Operating-model transformations require several distinct capability-building efforts. The largest of these is likely to involve a significant fraction of the organization’s overall workforce, as automation and digitization alter skills requirements. In one cross-industry survey of more than 1,200 executives, almost 90 percent reported believing that they will face skills gaps in the workforce over the next five years. The scale of the upskilling and reskilling challenge will likely require companies to deploy capability-building programs that are broader and more rigorously monitored than is typical today. E-commerce giant Amazon, for example, is investing $700 million to train 100,000 employees for higher-skilled jobs.
An organization hoping to transform its operating model will also need people capable of driving change. That means developing a number of new or reimagined roles, including process designers, change agents, coaches, and trainers. A structured development program that recruits high-potential candidates from within the business, and allows them to develop new skills on the job, can simultaneously accelerate the implementation of the transformation program while building valuable capabilities for broader reskilling and change projects long-term.
Revamped support functions
To support the pace of change required to transform toward a next-generation operating model, organizations can increase the velocity at which they allocate and provide resources (both human and financial) to support functions.
From an HR perspective, this means the function provides the right set of skilled workers at the right time and the right cost. HR gets closer to its “customers” in the wider business, becoming a strategic partner that helps define new roles and capability requirements. HR will need to be nimble in response to rapidly evolving talent requirements, and innovative in the application of new acquisition strategies, external partnerships, and reskilling initiatives.
The finance function, on the other hand, can allow for rapid reallocation of financial resources, moving away from annual planning cycles and adopting a faster, more flexible quarterly business review to rapidly redirect funds where they are most needed and likely to have the highest return on investment. Finance also plays a role of “value assurance unit,” ensuring that the objectives and key results (OKR) of agile squads’ can be linked to financial metrics.
A strategic technology partner breaking down silos
Like HR and finance, the IT function will also want to adapt its operating model to work much more closely with its colleagues in operations. Effective teams cut across not only functions but also technologies, including automation and advanced analytics, with representation from roles such as architects, engineers, developers.
An important task for the IT function will be to continuously maintain and refresh its roadmaps across technologies and parts of the organization, so that the organization’s technologies evolve toward a consistent, unified architecture. For example, one large bank invested tens of millions of dollars in its AI transformation without revisiting its IT architecture, or its data-management or data-security processes. Hampered by structural problems, the effort delivered only a handful of proof-of-concept applications in two years.

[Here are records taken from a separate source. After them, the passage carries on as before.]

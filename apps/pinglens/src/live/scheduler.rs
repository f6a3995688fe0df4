use crate::live::context::TargetContext;
use crate::live::frontend::Frontend;
use crate::live::signal::StopFlag;
use anyhow::Result;
use pinglens_model::{RoundLimit, RunConfig};
use pinglens_probe::{ProbeEngine, RoundError};
use std::time::{Duration, Instant};
use tracing::{debug, info, warn};

/// Source of time for the round loop.
pub trait Pacer {
    fn now(&self) -> Instant;
    /// Sleeps until `deadline` or until `stop` is raised, whichever is first.
    fn sleep_until(&mut self, deadline: Instant, stop: &StopFlag);
}

pub struct SystemPacer;

impl Pacer for SystemPacer {
    fn now(&self) -> Instant {
        Instant::now()
    }

    fn sleep_until(&mut self, deadline: Instant, stop: &StopFlag) {
        // Early wakeups re-wait for the remainder only.
        while !stop.is_raised() {
            let now = Instant::now();
            if now >= deadline {
                return;
            }
            stop.wait_timeout(deadline - now);
        }
    }
}

#[derive(Debug, Clone, Copy, PartialEq, Eq)]
pub enum Phase {
    Idle,
    Running,
    Draining,
    Stopped,
}

#[derive(Debug, Clone)]
pub struct ScheduleState {
    pub phase: Phase,
    pub round_begin: Option<Instant>,
    pub round_end: Option<Instant>,
    pub remaining: RoundLimit,
    pub rounds_completed: u64,
    /// Rounds whose work took at least a full interval.
    pub overruns: u64,
}

/// Drift-corrected round loop: round k+1 starts `interval` after round k
/// started, or immediately when round k overran.
pub struct Scheduler<E, F, P> {
    interval: Duration,
    engine: E,
    frontend: F,
    pacer: P,
    stop: StopFlag,
    state: ScheduleState,
}

impl<E: ProbeEngine, F: Frontend, P: Pacer> Scheduler<E, F, P> {
    pub fn new(config: &RunConfig, engine: E, frontend: F, pacer: P, stop: StopFlag) -> Self {
        Self {
            interval: config.interval(),
            engine,
            frontend,
            pacer,
            stop,
            state: ScheduleState {
                phase: Phase::Idle,
                round_begin: None,
                round_end: None,
                remaining: config.rounds,
                rounds_completed: 0,
                overruns: 0,
            },
        }
    }

    pub fn state(&self) -> &ScheduleState {
        &self.state
    }

    pub fn frontend(&self) -> &F {
        &self.frontend
    }

    pub fn engine(&self) -> &E {
        &self.engine
    }

    /// Runs rounds until the count is exhausted or a stop is requested. The
    /// frontend is always finished, even when a round fails.
    pub fn run(&mut self, contexts: &mut [TargetContext]) -> Result<()> {
        self.state.phase = Phase::Running;
        let result = self
            .frontend
            .begin(contexts)
            .and_then(|()| self.run_rounds(contexts));

        self.state.phase = Phase::Draining;
        let finished = self.frontend.finish();
        self.state.phase = Phase::Stopped;
        info!(
            rounds = self.state.rounds_completed,
            overruns = self.state.overruns,
            "probe loop stopped"
        );

        result?;
        finished
    }

    fn run_rounds(&mut self, contexts: &mut [TargetContext]) -> Result<()> {
        while !self.stop.is_raised() && !self.state.remaining.is_exhausted() {
            let begin = self.pacer.now();
            self.state.round_begin = Some(begin);

            match self.engine.issue_round() {
                Ok(()) => {}
                Err(RoundError::Retryable(reason)) => {
                    debug!(%reason, "reissuing probe round");
                    continue;
                }
                Err(err) => return Err(err.into()),
            }

            self.dispatch(contexts)?;
            self.state.rounds_completed += 1;
            self.frontend.poll_resize(contexts)?;

            if self.state.remaining.is_last() {
                self.state.remaining.decrement();
                break;
            }

            let now = self.pacer.now();
            self.state.round_end = Some(now);
            let wake = begin + self.interval;
            if wake > now {
                self.pacer.sleep_until(wake, &self.stop);
            } else {
                self.state.overruns += 1;
                debug!(late_by = ?(now - wake), "round overran its interval");
            }

            self.frontend.poll_resize(contexts)?;
            self.state.remaining.decrement();
        }
        Ok(())
    }

    fn dispatch(&mut self, contexts: &mut [TargetContext]) -> Result<()> {
        for (index, reply) in self.engine.replies().iter().enumerate() {
            let Some(ctx) = contexts.get_mut(index) else {
                warn!(index, host = %reply.hostname, "reply for unknown target");
                continue;
            };
            let sample = reply.to_sample(index);
            ctx.apply(&sample);
            self.frontend.on_sample(ctx, &sample)?;
        }
        Ok(())
    }
}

To accelerate and energize its transformation, the bank’s business and IT functions engaged in a six-week effort that redefined the organization’s IT vision and roadmap.
The successful transition to a next-generation operating model will require organizations to overcome the barriers to scale that have hampered many earlier transformation efforts. That will mean looking beyond technology, with a sustained focus on the organization, talent, and enabling infrastructure. With the right foundation in place, organizations can deliver immense value: distinctive customer experience, resilient and nimble operations, and highly engaged and motivated employees.